#### Data shown
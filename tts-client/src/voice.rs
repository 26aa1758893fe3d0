//! Voice selection and audio tuning parameters.

use serde::{Deserialize, Serialize};

/// Voice used when nothing else is configured.
pub const DEFAULT_VOICE: &str = "en-US-Neural2-J";

pub const MIN_SPEAKING_RATE: f32 = 0.25;
pub const MAX_SPEAKING_RATE: f32 = 4.0;
pub const DEFAULT_SPEAKING_RATE: f32 = 1.0;

pub const MIN_PITCH: f32 = -20.0;
pub const MAX_PITCH: f32 = 20.0;
pub const DEFAULT_PITCH: f32 = 0.0;

/// Preset voices offered to the user.
pub const PRESET_VOICES: &[&str] = &[
    "en-US-Neural2-J",
    "en-US-Neural2-C",
    "en-US-Neural2-D",
    "en-US-Neural2-F",
    "en-GB-Neural2-A",
    "en-GB-Neural2-B",
    "en-GB-Neural2-C",
    "en-GB-Neural2-D",
    "en-GB-Neural2-F",
    "fr-FR-Neural2-A",
    "fr-FR-Neural2-B",
    "fr-FR-Neural2-C",
    "fr-FR-Neural2-D",
    "fr-FR-Neural2-E",
    "es-ES-Neural2-A",
    "es-ES-Neural2-B",
    "es-ES-Neural2-C",
    "es-ES-Neural2-D",
    "es-ES-Neural2-F",
];

/// Clamp a speaking rate into range; NaN and infinities fall back to the default.
pub fn clamp_speaking_rate(rate: f32) -> f32 {
    if rate.is_finite() {
        rate.clamp(MIN_SPEAKING_RATE, MAX_SPEAKING_RATE)
    } else {
        DEFAULT_SPEAKING_RATE
    }
}

/// Clamp a pitch into range; NaN and infinities fall back to the default.
pub fn clamp_pitch(pitch: f32) -> f32 {
    if pitch.is_finite() {
        pitch.clamp(MIN_PITCH, MAX_PITCH)
    } else {
        DEFAULT_PITCH
    }
}

/// Whether `name` is one of the preset voices.
pub fn is_preset_voice(name: &str) -> bool {
    PRESET_VOICES.contains(&name)
}

/// Voice identifier, speaking rate and pitch shared by every chunk of a run.
#[derive(Debug, Clone, PartialEq, Serialize, Deserialize)]
pub struct VoiceConfig {
    /// Voice name, e.g. "en-US-Neural2-J"
    pub voice: String,
    /// Speaking rate (0.25-4.0, default 1.0)
    pub speaking_rate: f32,
    /// Pitch in semitones (-20.0-20.0, default 0.0)
    pub pitch: f32,
}

impl Default for VoiceConfig {
    fn default() -> Self {
        Self {
            voice: DEFAULT_VOICE.to_string(),
            speaking_rate: DEFAULT_SPEAKING_RATE,
            pitch: DEFAULT_PITCH,
        }
    }
}

impl VoiceConfig {
    /// Create a voice config with default rate and pitch.
    pub fn new(voice: impl Into<String>) -> Self {
        Self {
            voice: voice.into(),
            ..Self::default()
        }
    }

    /// Set the speaking rate.
    pub fn with_speaking_rate(mut self, rate: f32) -> Self {
        self.speaking_rate = clamp_speaking_rate(rate);
        self
    }

    /// Set the pitch.
    pub fn with_pitch(mut self, pitch: f32) -> Self {
        self.pitch = clamp_pitch(pitch);
        self
    }

    /// BCP-47 language code taken from the voice name ("fr-FR-Neural2-A" -> "fr-FR").
    ///
    /// Falls back to "en-US" for names that don't start with a language tag.
    pub fn language_code(&self) -> String {
        let mut parts = self.voice.splitn(3, '-');
        match (parts.next(), parts.next()) {
            (Some(lang), Some(region))
                if lang.len() >= 2
                    && lang.chars().all(|c| c.is_ascii_lowercase())
                    && region.chars().all(|c| c.is_ascii_uppercase())
                    && !region.is_empty() =>
            {
                format!("{}-{}", lang, region)
            }
            _ => "en-US".to_string(),
        }
    }
}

#### Activity
Return the full listing. Leave every word as it stands.

#### Response to this task
filename tts-client/src/voice.rs
repository 26aa1758893fe3d0
//! Voice selection and audio tuning parameters.

use serde::{Deserialize, Serialize};

/// Voice used when nothing else is configured.
pub const DEFAULT_VOICE: &str = "en-US-Neural2-J";

pub const MIN_SPEAKING_RATE: f32 = 0.25;
pub const MAX_SPEAKING_RATE: f32 = 4.0;
pub const DEFAULT_SPEAKING_RATE: f32 = 1.0;

pub const MIN_PITCH: f32 = -20.0;
pub const MAX_PITCH: f32 = 20.0;
pub const DEFAULT_PITCH: f32 = 0.0;

/// Preset voices offered to the user.
pub const PRESET_VOICES: &[&str] = &[
    "en-US-Neural2-J",
    "en-US-Neural2-C",
    "en-US-Neural2-D",
    "en-US-Neural2-F",
    "en-GB-Neural2-A",
    "en-GB-Neural2-B",
    "en-GB-Neural2-C",
    "en-GB-Neural2-D",
    "en-GB-Neural2-F",
    "fr-FR-Neural2-A",
    "fr-FR-Neural2-B",
    "fr-FR-Neural2-C",
    "fr-FR-Neural2-D",
    "fr-FR-Neural2-E",
    "es-ES-Neural2-A",
    "es-ES-Neural2-B",
    "es-ES-Neural2-C",
    "es-ES-Neural2-D",
    "es-ES-Neural2-F",
];

/// Clamp a speaking rate into range; NaN and infinities fall back to the default.
pub fn clamp_speaking_rate(rate: f32) -> f32 {
    if rate.is_finite() {
        rate.clamp(MIN_SPEAKING_RATE, MAX_SPEAKING_RATE)
    } else {
        DEFAULT_SPEAKING_RATE
    }
}

/// Clamp a pitch into range; NaN and infinities fall back to the default.
pub fn clamp_pitch(pitch: f32) -> f32 {
    if pitch.is_finite() {
        pitch.clamp(MIN_PITCH, MAX_PITCH)
    } else {
        DEFAULT_PITCH
    }
}

/// Whether `name` is one of the preset voices.
pub fn is_preset_voice(name: &str) -> bool {
    PRESET_VOICES.contains(&name)
}

/// Voice identifier, speaking rate and pitch shared by every chunk of a run.
#[derive(Debug, Clone, PartialEq, Serialize, Deserialize)]
pub struct VoiceConfig {
    /// Voice name, e.g. "en-US-Neural2-J"
    pub voice: String,
    /// Speaking rate (0.25-4.0, default 1.0)
    pub speaking_rate: f32,
    /// Pitch in semitones (-20.0-20.0, default 0.0)
    pub pitch: f32,
}

impl Default for VoiceConfig {
    fn default() -> Self {
        Self {
            voice: DEFAULT_VOICE.to_string(),
            speaking_rate: DEFAULT_SPEAKING_RATE,
            pitch: DEFAULT_PITCH,
        }
    }
}

impl VoiceConfig {
    /// Create a voice config with default rate and pitch.
    pub fn new(voice: impl Into<String>) -> Self {
        Self {
            voice: voice.into(),
            ..Self::default()
        }
    }

    /// Set the speaking rate.
    pub fn with_speaking_rate(mut self, rate: f32) -> Self {
        self.speaking_rate = clamp_speaking_rate(rate);
        self
    }

    /// Set the pitch.
    pub fn with_pitch(mut self, pitch: f32) -> Self {
        self.pitch = clamp_pitch(pitch);
        self
    }

    /// BCP-47 language code taken from the voice name ("fr-FR-Neural2-A" -> "fr-FR").
    ///
    /// Falls back to "en-US" for names that don't start with a language tag.
    pub fn language_code(&self) -> String {
        let mut parts = self.voice.splitn(3, '-');
        match (parts.next(), parts.next()) {
            (Some(lang), Some(region))
                if lang.len() >= 2
                    && lang.chars().all(|c| c.is_ascii_lowercase())
                    && region.chars().all(|c| c.is_ascii_uppercase())
                    && !region.is_empty() =>
            {
                format!("{}-{}", lang, region)
            }
            _ => "en-US".to_string(),
        }
    }
}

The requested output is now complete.